=== Section Start ===

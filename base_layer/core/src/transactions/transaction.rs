// Copyright 2024. The Jarrah Project
//
// Redistribution and use in source and binary forms, with or without modification, are permitted provided that the
// following conditions are met:
//
// 1. Redistributions of source code must retain the above copyright notice, this list of conditions and the following
// disclaimer.
//
// 2. Redistributions in binary form must reproduce the above copyright notice, this list of conditions and the
// following disclaimer in the documentation and/or other materials provided with the distribution.
//
// 3. Neither the name of the copyright holder nor the names of its contributors may be used to endorse or promote
// products derived from this software without specific prior written permission.
//
// THIS SOFTWARE IS PROVIDED BY THE COPYRIGHT HOLDERS AND CONTRIBUTORS "AS IS" AND ANY EXPRESS OR IMPLIED WARRANTIES,
// INCLUDING, BUT NOT LIMITED TO, THE IMPLIED WARRANTIES OF MERCHANTABILITY AND FITNESS FOR A PARTICULAR PURPOSE ARE
// DISCLAIMED. IN NO EVENT SHALL THE COPYRIGHT HOLDER OR CONTRIBUTORS BE LIABLE FOR ANY DIRECT, INDIRECT, INCIDENTAL,
// SPECIAL, EXEMPLARY, OR CONSEQUENTIAL DAMAGES (INCLUDING, BUT NOT LIMITED TO, PROCUREMENT OF SUBSTITUTE GOODS OR
// SERVICES; LOSS OF USE, DATA, OR PROFITS; OR BUSINESS INTERRUPTION) HOWEVER CAUSED AND ON ANY THEORY OF LIABILITY,
// WHETHER IN CONTRACT, STRICT LIABILITY, OR TORT (INCLUDING NEGLIGENCE OR OTHERWISE) ARISING IN ANY WAY OUT OF THE
// USE OF THIS SOFTWARE, EVEN IF ADVISED OF THE POSSIBILITY OF SUCH DAMAGE.

use jarrah_common_types::types::{BlockHash, TxHash};

use crate::transactions::RawTransaction;

/// A transaction as stored in the DAG: the raw fields plus where it was sequenced.
#[derive(Clone, PartialEq, Eq, Debug)]
pub struct Transaction {
    pub version: u8,
    pub sig: [u8; 64],
    pub from_pubkey: [u8; 65],
    pub to_pubkey: [u8; 65],
    pub amount: u64,
    pub fee: u64,
    pub nonce: u64,

    pub hash: TxHash,
    pub block_hash: BlockHash,
    pub tx_index: u64,
}

impl Transaction {
    pub fn from_raw(raw: &RawTransaction, block_hash: BlockHash, tx_index: u64) -> Self {
        Self {
            version: raw.version,
            sig: raw.sig,
            from_pubkey: raw.from_pubkey,
            to_pubkey: raw.to_pubkey,
            amount: raw.amount,
            fee: raw.fee,
            nonce: raw.nonce,
            hash: raw.hash(),
            block_hash,
            tx_index,
        }
    }

    pub fn to_raw(&self) -> RawTransaction {
        RawTransaction {
            version: self.version,
            sig: self.sig,
            from_pubkey: self.from_pubkey,
            to_pubkey: self.to_pubkey,
            amount: self.amount,
            fee: self.fee,
            nonce: self.nonce,
        }
    }
}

=== Section End ===

Every line of the data that includes the word "INCLUDING" should be copied.

### SOLUTION TO THIS TASK
// INCLUDING, BUT NOT LIMITED TO, THE IMPLIED WARRANTIES OF MERCHANTABILITY AND FITNESS FOR A PARTICULAR PURPOSE ARE
// SPECIAL, EXEMPLARY, OR CONSEQUENTIAL DAMAGES (INCLUDING, BUT NOT LIMITED TO, PROCUREMENT OF SUBSTITUTE GOODS OR
// WHETHER IN CONTRACT, STRICT LIABILITY, OR TORT (INCLUDING NEGLIGENCE OR OTHERWISE) ARISING IN ANY WAY OUT OF THE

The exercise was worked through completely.